◆ Exercise instructions ◆
Collect from the data below each line with "steps".

◆ Available data ◆
○ ○ ○ ○ ○ ○ ○

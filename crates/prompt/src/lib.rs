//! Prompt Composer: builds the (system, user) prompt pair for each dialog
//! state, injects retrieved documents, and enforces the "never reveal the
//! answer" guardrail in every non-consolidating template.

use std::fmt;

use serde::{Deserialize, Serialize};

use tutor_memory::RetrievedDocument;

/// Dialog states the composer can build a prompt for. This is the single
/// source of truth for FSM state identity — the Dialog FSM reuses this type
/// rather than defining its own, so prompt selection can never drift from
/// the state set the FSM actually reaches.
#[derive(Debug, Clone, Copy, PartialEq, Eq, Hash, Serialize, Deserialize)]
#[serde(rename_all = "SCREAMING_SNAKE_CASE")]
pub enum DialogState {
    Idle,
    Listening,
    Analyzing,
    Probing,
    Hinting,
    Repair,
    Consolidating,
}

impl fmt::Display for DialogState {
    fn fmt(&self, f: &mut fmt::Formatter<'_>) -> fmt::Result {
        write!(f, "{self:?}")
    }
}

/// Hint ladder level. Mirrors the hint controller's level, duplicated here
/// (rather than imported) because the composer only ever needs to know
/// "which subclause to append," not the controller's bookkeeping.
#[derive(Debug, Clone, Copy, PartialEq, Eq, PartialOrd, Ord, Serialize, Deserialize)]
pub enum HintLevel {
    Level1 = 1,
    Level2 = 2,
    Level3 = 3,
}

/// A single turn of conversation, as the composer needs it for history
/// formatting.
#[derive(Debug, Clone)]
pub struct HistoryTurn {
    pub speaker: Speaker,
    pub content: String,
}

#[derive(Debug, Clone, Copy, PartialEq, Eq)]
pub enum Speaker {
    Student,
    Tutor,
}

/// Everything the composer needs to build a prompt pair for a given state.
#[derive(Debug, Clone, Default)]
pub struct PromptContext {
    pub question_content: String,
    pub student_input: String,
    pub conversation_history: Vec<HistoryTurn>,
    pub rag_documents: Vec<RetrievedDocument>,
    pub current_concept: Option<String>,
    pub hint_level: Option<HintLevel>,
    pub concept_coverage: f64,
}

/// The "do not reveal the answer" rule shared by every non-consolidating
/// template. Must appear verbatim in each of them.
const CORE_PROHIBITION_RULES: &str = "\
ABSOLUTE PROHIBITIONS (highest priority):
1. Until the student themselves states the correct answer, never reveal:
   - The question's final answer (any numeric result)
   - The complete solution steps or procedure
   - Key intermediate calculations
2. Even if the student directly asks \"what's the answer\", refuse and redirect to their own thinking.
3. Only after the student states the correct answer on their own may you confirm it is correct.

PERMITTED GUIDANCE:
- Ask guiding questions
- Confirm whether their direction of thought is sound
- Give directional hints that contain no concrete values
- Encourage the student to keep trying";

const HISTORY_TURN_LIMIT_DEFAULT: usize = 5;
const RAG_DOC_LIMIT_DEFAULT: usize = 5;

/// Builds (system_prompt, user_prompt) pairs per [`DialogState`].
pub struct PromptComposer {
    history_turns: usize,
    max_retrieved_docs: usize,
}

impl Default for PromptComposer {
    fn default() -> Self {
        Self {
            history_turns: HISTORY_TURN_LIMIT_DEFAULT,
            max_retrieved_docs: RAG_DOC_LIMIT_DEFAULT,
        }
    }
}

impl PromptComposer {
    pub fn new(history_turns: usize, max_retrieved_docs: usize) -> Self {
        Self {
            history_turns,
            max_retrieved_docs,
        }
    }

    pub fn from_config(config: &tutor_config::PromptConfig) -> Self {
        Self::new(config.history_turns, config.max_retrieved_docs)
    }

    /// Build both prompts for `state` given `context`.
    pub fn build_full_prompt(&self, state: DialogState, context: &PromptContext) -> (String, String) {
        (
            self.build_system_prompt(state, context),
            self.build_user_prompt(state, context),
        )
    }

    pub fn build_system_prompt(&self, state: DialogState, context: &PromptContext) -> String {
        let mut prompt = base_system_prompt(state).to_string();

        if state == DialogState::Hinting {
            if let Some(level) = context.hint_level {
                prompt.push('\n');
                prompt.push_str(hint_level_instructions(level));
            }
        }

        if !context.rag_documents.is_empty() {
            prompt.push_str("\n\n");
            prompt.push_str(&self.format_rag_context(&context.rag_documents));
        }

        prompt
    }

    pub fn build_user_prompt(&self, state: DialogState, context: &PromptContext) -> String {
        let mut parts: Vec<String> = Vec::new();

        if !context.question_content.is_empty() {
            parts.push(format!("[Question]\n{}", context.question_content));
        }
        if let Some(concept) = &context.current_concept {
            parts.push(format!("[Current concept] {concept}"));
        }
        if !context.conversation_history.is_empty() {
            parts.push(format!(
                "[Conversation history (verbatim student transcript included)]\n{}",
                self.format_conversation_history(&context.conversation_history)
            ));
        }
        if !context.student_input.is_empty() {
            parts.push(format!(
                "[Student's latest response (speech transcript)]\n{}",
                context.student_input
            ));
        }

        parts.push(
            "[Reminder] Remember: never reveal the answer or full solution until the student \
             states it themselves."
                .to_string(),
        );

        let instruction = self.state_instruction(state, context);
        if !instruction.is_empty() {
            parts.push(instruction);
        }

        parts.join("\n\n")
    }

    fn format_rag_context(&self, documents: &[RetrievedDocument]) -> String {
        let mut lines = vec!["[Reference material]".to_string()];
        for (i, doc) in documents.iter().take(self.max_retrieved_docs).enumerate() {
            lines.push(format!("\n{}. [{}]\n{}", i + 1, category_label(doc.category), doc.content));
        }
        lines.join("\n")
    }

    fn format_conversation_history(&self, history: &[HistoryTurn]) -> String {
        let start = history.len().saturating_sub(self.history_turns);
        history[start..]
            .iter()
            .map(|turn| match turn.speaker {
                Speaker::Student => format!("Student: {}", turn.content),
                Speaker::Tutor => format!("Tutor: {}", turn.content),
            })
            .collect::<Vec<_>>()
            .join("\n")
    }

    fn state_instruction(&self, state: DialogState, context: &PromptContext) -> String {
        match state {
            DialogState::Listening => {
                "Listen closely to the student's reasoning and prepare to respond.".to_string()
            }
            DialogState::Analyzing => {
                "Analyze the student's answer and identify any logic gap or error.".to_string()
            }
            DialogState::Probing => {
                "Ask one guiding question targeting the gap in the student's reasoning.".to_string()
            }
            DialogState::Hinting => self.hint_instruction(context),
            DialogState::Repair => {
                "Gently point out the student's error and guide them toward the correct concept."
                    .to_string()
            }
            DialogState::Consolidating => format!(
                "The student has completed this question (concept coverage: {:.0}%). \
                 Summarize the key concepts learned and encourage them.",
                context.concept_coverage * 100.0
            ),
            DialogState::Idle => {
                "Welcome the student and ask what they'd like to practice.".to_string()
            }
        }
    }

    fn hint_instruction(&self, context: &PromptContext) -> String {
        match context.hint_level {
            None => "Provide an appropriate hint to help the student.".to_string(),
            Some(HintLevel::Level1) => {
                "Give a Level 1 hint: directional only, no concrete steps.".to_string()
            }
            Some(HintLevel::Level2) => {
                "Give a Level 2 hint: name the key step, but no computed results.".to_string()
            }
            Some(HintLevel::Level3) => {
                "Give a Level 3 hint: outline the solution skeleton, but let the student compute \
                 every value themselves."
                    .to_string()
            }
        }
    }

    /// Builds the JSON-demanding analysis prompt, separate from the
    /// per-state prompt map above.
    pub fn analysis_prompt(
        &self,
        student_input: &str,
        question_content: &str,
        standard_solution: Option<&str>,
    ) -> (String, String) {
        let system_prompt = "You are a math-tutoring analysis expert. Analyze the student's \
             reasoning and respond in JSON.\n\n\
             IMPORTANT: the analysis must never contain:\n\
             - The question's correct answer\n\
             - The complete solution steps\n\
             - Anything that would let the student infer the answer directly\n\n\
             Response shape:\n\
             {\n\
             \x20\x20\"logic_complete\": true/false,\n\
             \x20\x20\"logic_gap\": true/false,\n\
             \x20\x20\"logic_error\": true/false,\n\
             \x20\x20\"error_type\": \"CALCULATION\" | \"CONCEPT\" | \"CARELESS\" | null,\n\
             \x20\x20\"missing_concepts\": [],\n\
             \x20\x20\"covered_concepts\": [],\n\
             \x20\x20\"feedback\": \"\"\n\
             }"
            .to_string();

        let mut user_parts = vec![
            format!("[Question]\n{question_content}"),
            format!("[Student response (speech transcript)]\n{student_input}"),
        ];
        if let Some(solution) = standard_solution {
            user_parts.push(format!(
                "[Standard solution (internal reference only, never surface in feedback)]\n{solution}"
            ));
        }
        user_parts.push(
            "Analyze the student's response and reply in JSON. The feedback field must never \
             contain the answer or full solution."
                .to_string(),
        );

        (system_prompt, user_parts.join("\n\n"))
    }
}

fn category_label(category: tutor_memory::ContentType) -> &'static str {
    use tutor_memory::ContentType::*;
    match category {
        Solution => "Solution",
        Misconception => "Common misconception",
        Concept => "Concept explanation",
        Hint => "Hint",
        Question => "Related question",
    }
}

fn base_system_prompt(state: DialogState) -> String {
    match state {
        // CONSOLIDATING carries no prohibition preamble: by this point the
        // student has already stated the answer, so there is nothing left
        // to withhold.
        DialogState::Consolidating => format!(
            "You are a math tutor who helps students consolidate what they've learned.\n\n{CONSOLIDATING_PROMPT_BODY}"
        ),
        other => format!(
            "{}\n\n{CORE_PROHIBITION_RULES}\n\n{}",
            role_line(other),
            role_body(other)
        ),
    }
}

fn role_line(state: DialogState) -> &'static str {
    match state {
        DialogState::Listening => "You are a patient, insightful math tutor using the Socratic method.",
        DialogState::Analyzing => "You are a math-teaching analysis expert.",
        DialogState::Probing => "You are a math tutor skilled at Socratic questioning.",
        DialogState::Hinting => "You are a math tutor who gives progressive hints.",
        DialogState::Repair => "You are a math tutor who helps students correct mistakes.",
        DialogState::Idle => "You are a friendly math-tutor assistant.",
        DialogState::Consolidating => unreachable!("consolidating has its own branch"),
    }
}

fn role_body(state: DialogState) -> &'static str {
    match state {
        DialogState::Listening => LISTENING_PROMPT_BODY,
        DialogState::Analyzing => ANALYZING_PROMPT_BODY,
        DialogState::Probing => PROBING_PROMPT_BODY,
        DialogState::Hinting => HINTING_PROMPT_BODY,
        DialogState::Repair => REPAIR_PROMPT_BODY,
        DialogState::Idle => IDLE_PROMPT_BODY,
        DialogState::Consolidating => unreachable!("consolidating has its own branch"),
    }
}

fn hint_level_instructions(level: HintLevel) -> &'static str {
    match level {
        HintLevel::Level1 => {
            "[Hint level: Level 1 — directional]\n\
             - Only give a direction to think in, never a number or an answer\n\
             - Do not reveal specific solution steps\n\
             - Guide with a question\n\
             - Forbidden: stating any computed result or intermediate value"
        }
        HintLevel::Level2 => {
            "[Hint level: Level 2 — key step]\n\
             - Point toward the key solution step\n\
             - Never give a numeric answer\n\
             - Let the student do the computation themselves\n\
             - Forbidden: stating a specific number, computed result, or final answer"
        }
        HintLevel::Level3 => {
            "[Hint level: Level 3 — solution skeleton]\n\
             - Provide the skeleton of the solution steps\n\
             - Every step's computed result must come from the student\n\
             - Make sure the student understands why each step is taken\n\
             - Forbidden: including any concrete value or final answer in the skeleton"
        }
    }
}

○ ○ ○ ○ ○ ○ ○

◆ Result ◆
   - The complete solution steps or procedure
                "Give a Level 1 hint: directional only, no concrete steps.".to_string()
             - The complete solution steps\n\
             - Do not reveal specific solution steps\n\
             - Provide the skeleton of the solution steps\n\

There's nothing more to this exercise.